Off-Road sürüş yapanları şimdilik konumuzun dışında tutucak olursak spor, ulaşım ve turizm ana başlıkları altında değerlendirmeye çalışabiliriz. Tüm bunların dışında bisiklet kolay fark edilir, çarpıcı ve kitleye kolay ulaşan bir reklam türüdür. Bu sebeple çevreci gruplar tarafından kullanılan bir reklam aracı veya mesajın teması olma niteliğini de bünyesinde taşımak zorunda kalmıştır. Ülkemizde bisikleti temsilen tek resmi kurum mevcuttur. Türkiye Bisiklet Federasyonu.
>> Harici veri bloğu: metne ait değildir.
use std::fmt;

use actix_web::http::StatusCode;

#[derive(Debug, Clone)]
pub enum LinkmeterError {
    BadFormat(String),
    Validation(String),
    Conflict(String),
    NotFound(String),
    CacheConnection(String),
    DatabaseConnection(String),
    DatabaseOperation(String),
    Config(String),
    Internal(String),
}

impl LinkmeterError {
    /// Stable error code exposed in API responses
    pub fn code(&self) -> &'static str {
        match self {
            LinkmeterError::BadFormat(_) => "FIELD_BADFORMAT",
            LinkmeterError::Validation(_) => "FIELD_INCORRECT",
            LinkmeterError::Conflict(_) => "SHORT_ALREADY_EXISTS",
            LinkmeterError::NotFound(_) => "SHORT_NOT_FOUND",
            LinkmeterError::CacheConnection(_)
            | LinkmeterError::DatabaseConnection(_)
            | LinkmeterError::DatabaseOperation(_)
            | LinkmeterError::Config(_)
            | LinkmeterError::Internal(_) => "SERVICE_UNAVAILABLE",
        }
    }

    pub fn error_type(&self) -> &'static str {
        match self {
            LinkmeterError::BadFormat(_) => "Bad Format",
            LinkmeterError::Validation(_) => "Validation Error",
            LinkmeterError::Conflict(_) => "Already Exists",
            LinkmeterError::NotFound(_) => "Resource Not Found",
            LinkmeterError::CacheConnection(_) => "Cache Connection Error",
            LinkmeterError::DatabaseConnection(_) => "Database Connection Error",
            LinkmeterError::DatabaseOperation(_) => "Database Operation Error",
            LinkmeterError::Config(_) => "Configuration Error",
            LinkmeterError::Internal(_) => "Internal Error",
        }
    }

    pub fn message(&self) -> &str {
        match self {
            LinkmeterError::BadFormat(msg)
            | LinkmeterError::Validation(msg)
            | LinkmeterError::Conflict(msg)
            | LinkmeterError::NotFound(msg)
            | LinkmeterError::CacheConnection(msg)
            | LinkmeterError::DatabaseConnection(msg)
            | LinkmeterError::DatabaseOperation(msg)
            | LinkmeterError::Config(msg)
            | LinkmeterError::Internal(msg) => msg,
        }
    }

    pub fn http_status(&self) -> StatusCode {
        match self {
            LinkmeterError::BadFormat(_) | LinkmeterError::Validation(_) => {
                StatusCode::BAD_REQUEST
            }
            LinkmeterError::Conflict(_) => StatusCode::CONFLICT,
            LinkmeterError::NotFound(_) => StatusCode::NOT_FOUND,
            _ => StatusCode::SERVICE_UNAVAILABLE,
        }
    }

    /// Whether the error is caused by the caller's input.
    ///
    /// Everything else is a transient store/cache/internal failure whose
    /// detail must stay in the logs.
    pub fn is_client_error(&self) -> bool {
        matches!(
            self,
            LinkmeterError::BadFormat(_)
                | LinkmeterError::Validation(_)
                | LinkmeterError::Conflict(_)
                | LinkmeterError::NotFound(_)
        )
    }

    /// Description that is safe to hand to API clients
    pub fn public_message(&self) -> &str {
        if self.is_client_error() {
            self.message()
        } else {
            "Service temporarily unavailable"
        }
    }

    pub fn format_colored(&self) -> String {
        use colored::Colorize;
        format!(
            "{} {} {}\n  {}",
            "[ERROR]".red().bold(),
            self.code().yellow(),
            self.error_type().red(),
            self.message().white()
        )
    }

    pub fn format_simple(&self) -> String {
        format!("{}: {}", self.error_type(), self.message())
    }
}

impl fmt::Display for LinkmeterError {
    fn fmt(&self, f: &mut fmt::Formatter<'_>) -> fmt::Result {
        write!(f, "{}", self.format_simple())
    }
}

impl std::error::Error for LinkmeterError {}

impl LinkmeterError {
    pub fn bad_format<T: Into<String>>(msg: T) -> Self {
        LinkmeterError::BadFormat(msg.into())
    }

    pub fn validation<T: Into<String>>(msg: T) -> Self {
        LinkmeterError::Validation(msg.into())
    }

    pub fn conflict<T: Into<String>>(msg: T) -> Self {
        LinkmeterError::Conflict(msg.into())
    }

    pub fn not_found<T: Into<String>>(msg: T) -> Self {
        LinkmeterError::NotFound(msg.into())
    }

    pub fn cache_connection<T: Into<String>>(msg: T) -> Self {
        LinkmeterError::CacheConnection(msg.into())
    }

    pub fn database_connection<T: Into<String>>(msg: T) -> Self {
        LinkmeterError::DatabaseConnection(msg.into())
    }

    pub fn database_operation<T: Into<String>>(msg: T) -> Self {
        LinkmeterError::DatabaseOperation(msg.into())
    }

    pub fn config<T: Into<String>>(msg: T) -> Self {
        LinkmeterError::Config(msg.into())
    }

    pub fn internal<T: Into<String>>(msg: T) -> Self {
        LinkmeterError::Internal(msg.into())
    }
}

impl From<sea_orm::DbErr> for LinkmeterError {
    fn from(err: sea_orm::DbErr) -> Self {
        LinkmeterError::DatabaseOperation(err.to_string())
    }
}

pub type Result<T> = std::result::Result<T, LinkmeterError>;

#[cfg(test)]
mod tests {
    use super::*;

    #[test]
    fn test_client_errors_keep_their_message() {
        let err = LinkmeterError::validation("Custom alias must be 3-30 alphanumeric characters");
        assert_eq!(err.code(), "FIELD_INCORRECT");
        assert_eq!(err.http_status(), StatusCode::BAD_REQUEST);
        assert_eq!(
            err.public_message(),
            "Custom alias must be 3-30 alphanumeric characters"
        );

        let err = LinkmeterError::conflict("taken");
        assert_eq!(err.code(), "SHORT_ALREADY_EXISTS");
        assert_eq!(err.http_status(), StatusCode::CONFLICT);

        let err = LinkmeterError::not_found("nope");
        assert_eq!(err.code(), "SHORT_NOT_FOUND");
        assert_eq!(err.http_status(), StatusCode::NOT_FOUND);
    }

    #[test]
    fn test_transient_errors_hide_detail() {
        let err = LinkmeterError::database_operation("connection reset by peer at 10.0.0.5");
        assert_eq!(err.code(), "SERVICE_UNAVAILABLE");
        assert_eq!(err.http_status(), StatusCode::SERVICE_UNAVAILABLE);
        assert!(!err.public_message().contains("10.0.0.5"));
        assert!(err.to_string().contains("10.0.0.5"));
    }

    #[test]
    fn test_server_side_variants_share_one_code() {
        let errors = [
            LinkmeterError::cache_connection("refused"),
            LinkmeterError::database_connection("refused"),
            LinkmeterError::database_operation("locked"),
            LinkmeterError::config("bad toml"),
            LinkmeterError::internal("exhausted"),
        ];
        for err in errors {
            assert_eq!(err.code(), "SERVICE_UNAVAILABLE");
            assert_eq!(err.http_status(), StatusCode::SERVICE_UNAVAILABLE);
            assert!(!err.is_client_error());
        }
    }

    #[test]
    fn test_db_err_conversion() {
        let err: LinkmeterError = sea_orm::DbErr::Custom("boom".into()).into();
        assert!(matches!(err, LinkmeterError::DatabaseOperation(_)));
        assert!(err.message().contains("boom"));
    }
}
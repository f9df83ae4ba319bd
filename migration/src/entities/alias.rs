use sea_orm::entity::prelude::*;

#[derive(Clone, Debug, PartialEq, DeriveEntityModel, Eq)]
#[sea_orm(table_name = "aliases")]
pub struct Model {
    #[sea_orm(primary_key, auto_increment = false)]
    pub code: String,
    #[sea_orm(column_type = "Text")]
    pub target_url: String,
    /// Set to the code itself when the caller picked it
    #[sea_orm(unique, nullable)]
    pub custom_alias: Option<String>,
    pub created_at: DateTimeUtc,
    pub expires_at: Option<DateTimeUtc>,
}

#[derive(Copy, Clone, Debug, EnumIter, DeriveRelation)]
pub enum Relation {}

impl ActiveModelBehavior for ActiveModel {}
use std::sync::Arc;

use anyhow::{Context, Result};
use tracing::{debug, info};

use crate::analytics::ClickRecorder;
use crate::cache::{self, AliasCache};
use crate::config::StaticConfig;
use crate::services::{AliasService, AnalyticsService};
use crate::storage::{SeaOrmStorage, StorageFactory};

pub struct StartupContext {
    pub storage: Arc<SeaOrmStorage>,
    pub cache: Arc<dyn AliasCache>,
    pub alias_service: Arc<AliasService>,
    pub analytics_service: Arc<AnalyticsService>,
    pub recorder: Arc<ClickRecorder>,
}

/// Build everything the server needs: storage (migrated), cache, services
/// and the click recorder's worker pool.
///
/// Must run inside a tokio runtime.
pub async fn prepare_startup(config: &StaticConfig) -> Result<StartupContext> {
    let start_time = std::time::Instant::now();
    debug!("Starting pre-startup processing...");

    // A second install in the same process (tests) is harmless.
    if rustls::crypto::ring::default_provider()
        .install_default()
        .is_err()
    {
        debug!("rustls crypto provider already installed");
    }

    let storage = StorageFactory::create(&config.database)
        .await
        .context("Failed to create storage backend")?;
    info!("Using storage backend: {}", storage.backend_name());

    let cache = cache::create_cache(&config.cache)
        .await
        .context("Failed to create alias cache")?;

    let alias_service = Arc::new(AliasService::from_config(
        storage.clone(),
        cache.clone(),
        config,
    ));
    let analytics_service = Arc::new(AnalyticsService::new(storage.clone()));
    let recorder = Arc::new(ClickRecorder::new(
        storage.as_click_sink(),
        &config.click_recorder,
    ));

    debug!("Pre-startup processing completed in {:?}", start_time.elapsed());

    Ok(StartupContext {
        storage,
        cache,
        alias_service,
        analytics_service,
        recorder,
    })
}
//! Response envelope
//!
//! Every JSON response is `{status, data?, error?: {code, desc}}`.

use actix_web::error::{InternalError, JsonPayloadError, QueryPayloadError};
use actix_web::http::StatusCode;
use actix_web::{HttpRequest, HttpResponse, web};
use serde::Serialize;
use tracing::{debug, error};

use crate::errors::LinkmeterError;

#[derive(Serialize, Debug)]
pub struct ApiResponse<T> {
    pub status: &'static str,
    #[serde(skip_serializing_if = "Option::is_none")]
    pub data: Option<T>,
    #[serde(skip_serializing_if = "Option::is_none")]
    pub error: Option<ApiError>,
}

#[derive(Serialize, Debug)]
pub struct ApiError {
    pub code: &'static str,
    pub desc: String,
}

/// Build a JSON response
pub fn json_response<T: Serialize>(status: StatusCode, body: ApiResponse<T>) -> HttpResponse {
    HttpResponse::build(status)
        .append_header(("Content-Type", "application/json; charset=utf-8"))
        .json(body)
}

pub fn success_response<T: Serialize>(status: StatusCode, data: T) -> HttpResponse {
    json_response(
        status,
        ApiResponse {
            status: "ok",
            data: Some(data),
            error: None,
        },
    )
}

/// Map an error onto its status and code.
///
/// Store, cache and internal failures are logged in full here and reach
/// the client only as a generic description.
pub fn error_response(err: &LinkmeterError) -> HttpResponse {
    if err.is_client_error() {
        debug!("Request rejected: {}", err);
    } else {
        error!("Request failed: {}", err);
    }

    json_response::<()>(
        err.http_status(),
        ApiResponse {
            status: "error",
            data: None,
            error: Some(ApiError {
                code: err.code(),
                desc: err.public_message().to_string(),
            }),
        },
    )
}

/// Unified Result -> HttpResponse conversion
pub fn api_result<T: Serialize>(
    status: StatusCode,
    result: Result<T, LinkmeterError>,
) -> HttpResponse {
    match result {
        Ok(data) => success_response(status, data),
        Err(e) => error_response(&e),
    }
}

/// Malformed JSON bodies answer with `FIELD_BADFORMAT` in the envelope.
pub fn json_config() -> web::JsonConfig {
    web::JsonConfig::default()
        .limit(64 * 1024)
        .error_handler(|err: JsonPayloadError, _req: &HttpRequest| {
            let response =
                error_response(&LinkmeterError::bad_format(format!("Invalid request body: {}", err)));
            InternalError::from_response(err, response).into()
        })
}

pub fn query_config() -> web::QueryConfig {
    web::QueryConfig::default().error_handler(|err: QueryPayloadError, _req: &HttpRequest| {
        let response =
            error_response(&LinkmeterError::bad_format(format!("Invalid query string: {}", err)));
        InternalError::from_response(err, response).into()
    })
}
use clap::Parser;
use colored::Colorize;

use linkmeter::cli::{Cli, Commands};
use linkmeter::config::{StaticConfig, get_config, init_config, init_config_from};
use linkmeter::errors::LinkmeterError;
use linkmeter::runtime::modes::run_server;
use linkmeter::system::logging::init_logging;

#[tokio::main]
async fn main() {
    dotenvy::dotenv().ok();

    let cli = Cli::parse();
    match cli.config.as_deref() {
        Some(path) => init_config_from(path),
        None => init_config(),
    }

    let result = match cli.command {
        Some(Commands::GenerateConfig { output }) => generate_config(output.as_deref()),
        Some(Commands::Serve) | None => serve().await,
    };

    if let Err(e) = result {
        match e.downcast_ref::<LinkmeterError>() {
            Some(err) => eprintln!("{}\n  {:#}", err.format_colored(), e),
            None => eprintln!("{} {:#}", "[ERROR]".red().bold(), e),
        }
        std::process::exit(1);
    }
}

async fn serve() -> anyhow::Result<()> {
    let config = get_config();
    // Held until exit so buffered log lines are flushed.
    let _guard = init_logging(&config.logging)?;
    run_server(&config).await
}

fn generate_config(output: Option<&str>) -> anyhow::Result<()> {
    match output {
        Some(path) => {
            StaticConfig::default().save_to_file(path)?;
            println!("{} Configuration written to {}", "[OK]".green().bold(), path);
        }
        None => println!("{}", StaticConfig::generate_sample_config()),
    }
    Ok(())
}
use async_trait::async_trait;

use crate::storage::AliasRecord;

#[derive(Debug, Clone, PartialEq, Eq)]
pub enum CacheLookup {
    Hit(AliasRecord),
    /// Absent, undecodable, or the cache could not be reached
    Miss,
}

#[async_trait]
pub trait AliasCache: Send + Sync {
    async fn get(&self, code: &str) -> CacheLookup;

    /// Best-effort write; failures are logged by the implementation.
    async fn insert(&self, record: &AliasRecord);

    fn name(&self) -> &'static str;
}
Bu kurum bisikletin spor olma özelliğini ön plana çıkartır ve odaklandığı konu yalnızca spor ve yarışlardır. Oysa yukarıda ifade ettiğimiz gibi konunun başka ana başlıkları mevcuttur. Bunların tamamını karşılayacak bir kurum henüz ülkemizde mevcut değildir. Farklı illerde bulunan bisiklet dernekleri bisikletin turizm tarafına yönelmişlerdir. Ve henüz birkaç ilimizde bisikletin ulaşım yönü fark edilmiş ve bu konuda projeler geliştirilmiştir.
Ancak tüm yönleriyle birlikte ele almak gerektiği açıktır. Bisiklete binmesini bilmiyorsanız veya yanlış sürüş yapıyorsanız hem sağlınız açısından hem de yol güvenliğiniz açısından güvende olduğunuzu ve doğru birşey yaptığınızı tam olarak iddia etmek mümkün değildir. Öte yandan bisiklete binmesini ne kadar iyi bilirseniz bilin, onu kullacağınız güvenliğinizin sağlandığı bir bisiklet yolunuz, yol ve güvenlik işaretleriniz yoksa yine boşa kürek çeker durumdasınız. Çünkü çok küçük bir sporcu kitle içinde sıkışıp kalmış bir araç olmaktan öteye gidemeyecektir.
Gördüğünüz gibi her yönden bir bütünlüğün sağlanması zorunludur. Okul eğtimleri ve kanunlarla desteklenmediği sürece teknik alt yapı da tek başına yeterli olamayacak ve bisiklet milyonların güvenle kullandığı bir araç haline gelemeyecektir.